++++ Record extracts

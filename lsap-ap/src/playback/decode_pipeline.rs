//! Decode pipeline
//!
//! Turns one [`EncodedChunk`] into a validated [`DecodedBuffer`]:
//!
//! 1. Size bounds (empty / too small / too large) → rejected, no retry
//! 2. Memory pressure → emergency cleanup, drop the chunk if still crowded
//! 3. Output device must be running (see [`ActivationGate`])
//! 4. Up to 3 attempts (1 in Recovery), each raced against a growing timeout,
//!    with exponential backoff plus jitter between attempts
//! 5. Result validated, then converted to the device sample rate
//!
//! Failed attempts whose error [counts as a failure](Error::counts_as_failure)
//! feed the shared consecutive-failure counter and are retried; any other
//! error drops the chunk straight away.

use crate::audio::decoder::ChunkDecoder;
use crate::audio::resampler;
use crate::audio::types::{DecodedAudio, DecodedBuffer, EncodedChunk};
use crate::config::DecodeConfig;
use crate::error::{ContextError, DecodeError, Error, Result};
use crate::playback::activation::ActivationGate;
use crate::playback::buffer_pool::BufferPool;
use crate::playback::queue::SharedQueue;
use crate::playback::recovery::RecoveryManager;
use crate::telemetry::Telemetry;
use rand::Rng;
use std::sync::Arc;
use std::time::Duration;
use tokio::time::Instant;
use tracing::{debug, warn};

/// Timeout of the first decode attempt
pub const BASE_DECODE_TIMEOUT: Duration = Duration::from_secs(5);

/// Timeout growth per further attempt
pub const DECODE_TIMEOUT_STEP: Duration = Duration::from_secs(2);

/// Upper bound on a single attempt's timeout
pub const MAX_DECODE_TIMEOUT: Duration = Duration::from_secs(15);

/// Base unit of the exponential backoff
pub const BACKOFF_UNIT: Duration = Duration::from_millis(100);

/// Upper bound (exclusive) of the random jitter added to each backoff
pub const MAX_JITTER_MS: u64 = 50;

/// Consecutive failures above which backoff doubles
pub const BACKOFF_ESCALATION_FAILURES: u32 = 5;

/// Queue fill ratio that triggers emergency cleanup
const PRESSURE_OCCUPANCY: f64 = 0.90;

/// Fill ratio above which a chunk is dropped after emergency cleanup
const DROP_OCCUPANCY: f64 = 0.50;

/// Timeout for 1-based attempt `n`: `5s + 2s·(n−1)`, at most 15s
pub fn attempt_timeout(attempt: u32) -> Duration {
    let grown = BASE_DECODE_TIMEOUT + DECODE_TIMEOUT_STEP * attempt.saturating_sub(1);
    grown.min(MAX_DECODE_TIMEOUT)
}

/// Backoff after failed attempt `n` (without jitter): `2^n × 100ms`,
/// doubled once the failure count passes 5
pub fn backoff_delay(attempt: u32, consecutive_failures: u32) -> Duration {
    let base = BACKOFF_UNIT * 2u32.saturating_pow(attempt.min(16));
    if consecutive_failures > BACKOFF_ESCALATION_FAILURES {
        base * 2
    } else {
        base
    }
}

fn jitter() -> Duration {
    Duration::from_millis(rand::thread_rng().gen_range(0..MAX_JITTER_MS))
}

/// Chunk → validated PCM, with retries and failure accounting
pub struct DecodePipeline {
    decoder: Arc<dyn ChunkDecoder>,
    config: DecodeConfig,
    queue: SharedQueue,
    pool: Arc<BufferPool>,
    gate: Arc<ActivationGate>,
    recovery: Arc<RecoveryManager>,
    telemetry: Arc<Telemetry>,
}

impl DecodePipeline {
    pub fn new(
        decoder: Arc<dyn ChunkDecoder>,
        config: DecodeConfig,
        queue: SharedQueue,
        pool: Arc<BufferPool>,
        gate: Arc<ActivationGate>,
        recovery: Arc<RecoveryManager>,
        telemetry: Arc<Telemetry>,
    ) -> Self {
        Self {
            decoder,
            config,
            queue,
            pool,
            gate,
            recovery,
            telemetry,
        }
    }

    /// Decode one chunk
    ///
    /// Any returned error has already been counted as a drop and, where the
    /// host should know, emitted as a classified `Error` event.
    pub async fn decode(&self, chunk: EncodedChunk) -> Result<DecodedBuffer> {
        if let Err(e) = self.check_size(&chunk) {
            return Err(self.drop_chunk(&chunk, e.into(), true));
        }

        if let Err(e) = self.relieve_memory_pressure() {
            return Err(self.drop_chunk(&chunk, e.into(), true));
        }

        if let Err(e) = self.gate.ensure_active("decode").await {
            // The gate already announced activation-required
            let announce = !matches!(e, ContextError::ActivationRequired);
            return Err(self.drop_chunk(&chunk, e.into(), announce));
        }

        let mut attempt = 0u32;
        let last_error = loop {
            attempt += 1;
            match self.attempt(&chunk, attempt).await {
                Ok(buffer) => return Ok(buffer),
                Err(e) => {
                    debug!(
                        "Decode attempt {} for chunk #{} failed: {}",
                        attempt, chunk.sequence, e
                    );
                    if !e.counts_as_failure() {
                        break e;
                    }
                    let failures = self.recovery.record_failure("decode");

                    // Budget is re-read so entering Recovery mid-chunk cuts retries short
                    if attempt >= self.recovery.limits().decode_attempts {
                        break e;
                    }
                    tokio::time::sleep(backoff_delay(attempt, failures) + jitter()).await;
                }
            }
        };

        Err(self.drop_chunk(&chunk, last_error, true))
    }

    /// One decode attempt raced against its timeout, then validated
    async fn attempt(&self, chunk: &EncodedChunk, attempt: u32) -> Result<DecodedBuffer> {
        let timeout = attempt_timeout(attempt);
        let started = Instant::now();
        let scratch = self.pool.acquire();

        let audio = match tokio::time::timeout(
            timeout,
            self.decoder.decode(Arc::clone(&chunk.data), scratch),
        )
        .await
        {
            Ok(Ok(audio)) => audio,
            Ok(Err(e)) => return Err(e.into()),
            Err(_) => {
                return Err(DecodeError::Timeout {
                    attempt,
                    timeout_ms: timeout.as_millis() as u64,
                }
                .into())
            }
        };

        let buffer = DecodedBuffer::from_decoded(chunk.sequence, audio).map_err(|(e, samples)| {
            self.pool.release(samples);
            Error::from(e)
        })?;
        let buffer = self.convert_rate(buffer).await?;

        let elapsed = started.elapsed();
        self.telemetry.record_decode_time(elapsed);
        self.telemetry.record_processed();
        self.recovery.record_success("decode");

        let limit = self.recovery.limits().max_decode_time;
        if elapsed > limit {
            warn!(
                "Slow decode: chunk #{} took {:?} (limit {:?})",
                chunk.sequence, elapsed, limit
            );
        } else {
            debug!(
                "Decoded chunk #{}: {:.3}s, {}Hz, {}ch in {:?}",
                chunk.sequence, buffer.duration, buffer.sample_rate, buffer.channels, elapsed
            );
        }
        Ok(buffer)
    }

    /// Bring a validated buffer to the device rate on a blocking worker
    async fn convert_rate(&self, buffer: DecodedBuffer) -> Result<DecodedBuffer> {
        let target = self.gate.device().sample_rate();
        if buffer.sample_rate == target {
            return Ok(buffer);
        }

        let DecodedBuffer {
            sequence,
            samples,
            sample_rate,
            channels,
            ..
        } = buffer;
        let storage = self.pool.acquire();
        let (converted, source) = tokio::task::spawn_blocking(move || {
            let converted = resampler::resample(&samples, sample_rate, target, channels, storage);
            (converted, samples)
        })
        .await
        .map_err(|e| DecodeError::Resample(format!("conversion task failed: {}", e)))?;
        self.pool.release(source);

        let samples = converted?;
        debug!(
            "Converted chunk #{} from {}Hz to {}Hz",
            sequence, sample_rate, target
        );
        DecodedBuffer::from_decoded(
            sequence,
            DecodedAudio {
                samples,
                sample_rate: target,
                channels,
            },
        )
        .map_err(|(e, samples)| {
            self.pool.release(samples);
            Error::from(e)
        })
    }

    fn check_size(&self, chunk: &EncodedChunk) -> std::result::Result<(), DecodeError> {
        let size = chunk.len();
        if size == 0 {
            return Err(DecodeError::Empty);
        }
        if size < self.config.min_chunk_bytes {
            return Err(DecodeError::Undersized {
                size,
                min: self.config.min_chunk_bytes,
            });
        }
        if size > self.config.max_chunk_bytes {
            return Err(DecodeError::Oversized {
                size,
                max: self.config.max_chunk_bytes,
            });
        }
        Ok(())
    }

    /// Emergency cleanup under pressure; refuse the chunk if the queue is
    /// still more than half full afterwards
    fn relieve_memory_pressure(&self) -> std::result::Result<(), DecodeError> {
        let external = self.telemetry.memory_pressure();
        let mut queue = self.queue.lock();
        let crowded = queue.occupancy() > PRESSURE_OCCUPANCY
            || queue.memory_occupancy() > PRESSURE_OCCUPANCY;
        if !(external || crowded) {
            return Ok(());
        }

        warn!(
            "Memory pressure (external: {}, queue {}/{}), running emergency cleanup",
            external,
            queue.size(),
            queue.max_count()
        );
        queue.emergency_cleanup();

        if queue.occupancy() > DROP_OCCUPANCY {
            return Err(DecodeError::MemoryPressure {
                queued: queue.size(),
                max_count: queue.max_count(),
            });
        }
        Ok(())
    }

    fn drop_chunk(&self, chunk: &EncodedChunk, error: Error, announce: bool) -> Error {
        self.telemetry.record_dropped();
        if announce {
            self.telemetry.report_error("decode", &error);
        } else {
            debug!("Dropped chunk #{}: {}", chunk.sequence, error);
        }
        error
    }
}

++++++++

* _Your goal_
Go through the data above and copy each line that holds the word "ChunkDecoder".

* _Answer to this task_
use crate::audio::decoder::ChunkDecoder;
    decoder: Arc<dyn ChunkDecoder>,
        decoder: Arc<dyn ChunkDecoder>,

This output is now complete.